I want to troubleshoot and seek your advice. I have 5 years of BRFSS data, filtered variables, subset after first doing svydesign on the whole dataset, and trying to produce survey_mean. I tried different ways of trying to reduce the amount of time running the codes. First I tried svy_mean, tbl_svysummary, and etc. Nothing reduced the time running and it's still running on the server. I'm wondering if there's any way around this problem. Here's the code:
set.seed(1)
# ---- Simulate BRFSS-like data ----
n <- 1e6 # total rows; lower this if it eats your RAM
n_strata <- 200 # strata (e.g., state-region cells)
psus_per_stratum <- 30 # PSUs within each stratum
df <- tibble(
`_STSTR` = sample(seq_len(n_strata), n, replace = TRUE),
`_PSU` = sample(seq_len(psus_per_stratum), n, replace = TRUE),
finalwt = runif(n, 50, 5000),
race = factor(sample(
c("White only", "Black or African American only",
"American Indian Native Alaskan", "Asian only",
"Native Hawaiian or other Pacific Islander only", "Other"),
n, replace = TRUE,
prob = c(0.70, 0.12, 0.02, 0.06, 0.01, 0.09))),
sex = factor(sample(c("Male", "Female"), n, replace = TRUE)),
age = factor(sample(
c("18-24","25-29","30-34","35-39","40-44","45-49","50-54",
"55-59","60-64","65-69","70-74","75-79","80+"),
n, replace = TRUE)),
smokerstat = factor(sample(
c("Current Smoker", "Former Smoker", "Never Smoked"),
n, replace = TRUE, prob = c(0.15, 0.25, 0.60))),
education = factor(sample(
c("Did not graduate High School", "Graduated High School",
"Attended College or Technical School",
"Graduated College or Technical School"),
n, replace = TRUE, prob = c(0.10, 0.30, 0.30, 0.30)))
)
# 1,719,106 obs
brfss_design <- brfss_combined %>%
select("_PSU", "_STSTR", "finalwt", "age", "race", "sex", "smokerstat", "education")

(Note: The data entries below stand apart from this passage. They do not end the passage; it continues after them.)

fn build_modal(custom_id: &str, form: &Form) -> serenity::CreateModal {
    let rows = form
        .fields
        .iter()
        .map(|field| {
            let style = if field.long {
                serenity::InputTextStyle::Paragraph
            } else {
                serenity::InputTextStyle::Short
            };
            let mut input = serenity::CreateInputText::new(style, truncate(&field.label, 45), &field.key)
                .required(field.required);
            if let Some(placeholder) = &field.placeholder {
                input = input.placeholder(truncate(placeholder, 100));
            }
            if let Some(max) = field.max_length {
                input = input.max_length(max);
            }
            serenity::CreateActionRow::InputText(input)
        })
        .collect();
    serenity::CreateModal::new(custom_id, truncate(&form.title, 45)).components(rows)
}

/// Groups controls into Discord rows: each select takes a row, buttons share rows.
fn layout(controls: &[Control]) -> Vec<Vec<&Control>> {
    let mut rows: Vec<Vec<&Control>> = Vec::new();
    let mut buttons: Vec<&Control> = Vec::new();
    for control in controls {
        if matches!(control, Control::Button { .. }) {
            if buttons.len() == BUTTONS_PER_ROW {
                rows.push(std::mem::take(&mut buttons));
            }
            buttons.push(control);
        } else {
            rows.push(vec![control]);
        }
    }
    if !buttons.is_empty() {
        rows.push(buttons);
    }
    rows
}

fn build_control_row(prefix: &str, row: &[&Control]) -> Option<serenity::CreateActionRow> {
    let custom_id = |id: &str| format!("{prefix}:{id}");
    match row {
        [Control::Select {
            id,
            source,
            placeholder,
            min_values,
            max_values,
            selected,
            ..
        }] => {
            let kind = match source {
                OptionSource::Static(options) => serenity::CreateSelectMenuKind::String {
                    options: options
                        .iter()
                        .take(MAX_OPTIONS)
                        .map(|o| {
                            let mut option = serenity::CreateSelectMenuOption::new(
                                truncate(&o.label, 100),
                                &o.value,
                            )
                            .default_selection(selected.contains(&o.value));
                            if let Some(description) = &o.description {
                                option = option.description(truncate(description, 100));
                            }
                            option
                        })
                        .collect(),
                },
                OptionSource::Roles => serenity::CreateSelectMenuKind::Role {
                    default_roles: Some(parse_ids(selected)),
                },
                OptionSource::Channels(kind) => serenity::CreateSelectMenuKind::Channel {
                    channel_types: Some(vec![match kind {
                        ChannelKind::Text => serenity::ChannelType::Text,
                        ChannelKind::Category => serenity::ChannelType::Category,
                    }]),
                    default_channels: Some(parse_ids(selected)),
                },
            };
            Some(serenity::CreateActionRow::SelectMenu(
                serenity::CreateSelectMenu::new(custom_id(id), kind)
                    .placeholder(truncate(placeholder, 150))
                    .min_values(*min_values)
                    .max_values(*max_values),
            ))
        }
        [Control::EntrySelect {
            id,
            placeholder,
            entries,
        }] => {
            let options = entries
                .iter()
                .take(MAX_OPTIONS)
                .enumerate()
                .map(|(index, entry)| {
                    serenity::CreateSelectMenuOption::new(truncate(entry, 100), index.to_string())
                })
                .collect();
            Some(serenity::CreateActionRow::SelectMenu(
                serenity::CreateSelectMenu::new(
                    custom_id(id),
                    serenity::CreateSelectMenuKind::String { options },
                )
                .placeholder(truncate(placeholder, 150)),
            ))
        }
        buttons => {
            let buttons: Vec<_> = buttons
                .iter()
                .filter_map(|control| match control {
                    Control::Button {
                        id,
                        label,
                        style,
                        disabled,
                        ..
                    } => Some(
                        serenity::CreateButton::new(custom_id(id))
                            .label(truncate(label, 80))
                            .style(button_style(*style))
                            .disabled(*disabled),
                    ),
                    _ => None,
                })
                .collect();
            (!buttons.is_empty()).then_some(serenity::CreateActionRow::Buttons(buttons))
        }
    }
}

fn build_components(prefix: &str, prompt: &Prompt) -> Vec<serenity::CreateActionRow> {
    layout(&prompt.controls)
        .iter()
        .filter_map(|row| build_control_row(prefix, row))
        .collect()
}

#[cfg(test)]
mod tests {
    use super::*;
    use crate::wizard::FormField;

    fn button(id: &'static str, opens_form: Option<Form>) -> Control {
        Control::Button {
            id,
            label: id.to_string(),
            style: ButtonStyleToken::Primary,
            disabled: false,
            opens_form,
        }
    }

    fn form() -> Form {
        Form::new("Entry", vec![FormField::new("label", "Label")])
    }

    #[test]
    fn test_layout_gives_selects_their_own_row() {
        let select = Control::Select {
            id: SELECT_ID,
            source: OptionSource::Roles,
            placeholder: "Pick".to_string(),
            min_values: 1,
            max_values: 1,
            selected: Vec::new(),
            opens_form: None,
        };
        let controls = vec![select, button(ADD_ID, None), button(CONTINUE_ID, None)];
        let rows = layout(&controls);
        assert_eq!(rows.len(), 2);
        assert_eq!(rows[0].len(), 1);
        assert_eq!(rows[1].len(), 2);
    }

    #[test]
    fn test_layout_wraps_buttons() {
        let controls: Vec<_> = (0..7).map(|_| button(CONTINUE_ID, None)).collect();
        let rows = layout(&controls);
        assert_eq!(rows.iter().map(Vec::len).collect::<Vec<_>>(), [5, 2]);
    }

    #[test]
    fn test_role_select_maps_to_select_input() {
        let control = Control::Select {
            id: SELECT_ID,
            source: OptionSource::Roles,
            placeholder: String::new(),
            min_values: 1,
            max_values: 1,
            selected: Vec::new(),
            opens_form: None,
        };
        let data = serenity::ComponentInteractionDataKind::RoleSelect {
            values: vec![serenity::RoleId::new(42)],
        };
        assert_eq!(
            action_for(&control, &data),
            Action::Input(Input::Select(vec!["42".to_string()]))
        );
    }

    #[test]
    fn test_picker_select_opens_entry_form() {
        let control = Control::Select {
            id: ADD_ID,
            source: OptionSource::Roles,
            placeholder: String::new(),
            min_values: 1,
            max_values: 1,
            selected: Vec::new(),
            opens_form: Some(form()),
        };
        let data = serenity::ComponentInteractionDataKind::RoleSelect {
            values: vec![serenity::RoleId::new(7)],
        };
        assert_eq!(
            action_for(&control, &data),
            Action::OpenForm {
                form: form(),
                picked: Some("7".to_string()),
                add: true,
            }
        );
    }

    #[test]
    fn test_buttons_map_to_actions() {
        let data = serenity::ComponentInteractionDataKind::Button;
        assert_eq!(
            action_for(&button(CONTINUE_ID, None), &data),
            Action::Input(Input::Continue)
        );
        assert!(matches!(
            action_for(&button(FORM_ID, Some(form())), &data),
            Action::OpenForm { add: false, .. }
        ));
        let disabled = Control::Button {
            id: ADD_ID,
            label: String::new(),
            style: ButtonStyleToken::Primary,
            disabled: true,
            opens_form: Some(form()),
        };
        assert_eq!(action_for(&disabled, &data), Action::Ignore);
    }

    #[test]
    fn test_entry_select_maps_to_removal() {
        let control = Control::EntrySelect {
            id: REMOVE_ID,
            placeholder: String::new(),
            entries: vec!["A".to_string(), "B".to_string()],
        };
        let data = serenity::ComponentInteractionDataKind::StringSelect {
            values: vec!["1".to_string()],
        };
        assert_eq!(
            action_for(&control, &data),
            Action::Input(Input::RemoveEntry(1))
        );
    }

    #[test]
    fn test_truncate() {
        assert_eq!(truncate("short", 10), "short");
        assert_eq!(truncate("abcdef", 4), "abc…");
    }
}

options(survey.lonely.psu = "adjust")
brfss_design <- svydesign(
id = ~`_PSU`,
strata = ~`_STSTR`,
weights = ~`finalwt`,
data = brfss_design,
nest = TRUE
)
subpop <- subset(brfss_design,
race == "American Indian Native Alaskan" &
age %in% c("18-24", "25-29"))
# Drop levels that don't appear in the subset
subpop$variables <- subpop$variables |>
mutate(across(where(is.factor), droplevels))
# reset svy using svyyr package
library(srvyr)
subpop <- as_survey(subpop)
# one variable at a time
tab_smoker <- subpop |>
filter(!is.na(smokerstat)) |>
group_by(sex, smokerstat) |>
summarise(p = survey_mean(vartype = "ci", na.rm = TRUE)) |>
mutate(cell = sprintf("%.1f%% (%.1f–%.1f)", p*100, p_low*100, p_upp*100)) |>
select(sex, smokerstat, cell) |>
pivot_wider(names_from = sex, values_from = cell)
# og code trying to run the code below
tbl_svysummary(subpop, by = sex,
include = c(smokerstat, age, education),
statistic = all_categorical() ~ "{p}% ({p.std.error})",
digits = all_categorical() ~ 1) |>
add_ci(include = everything())
Any advice would be appreciated. Thank you.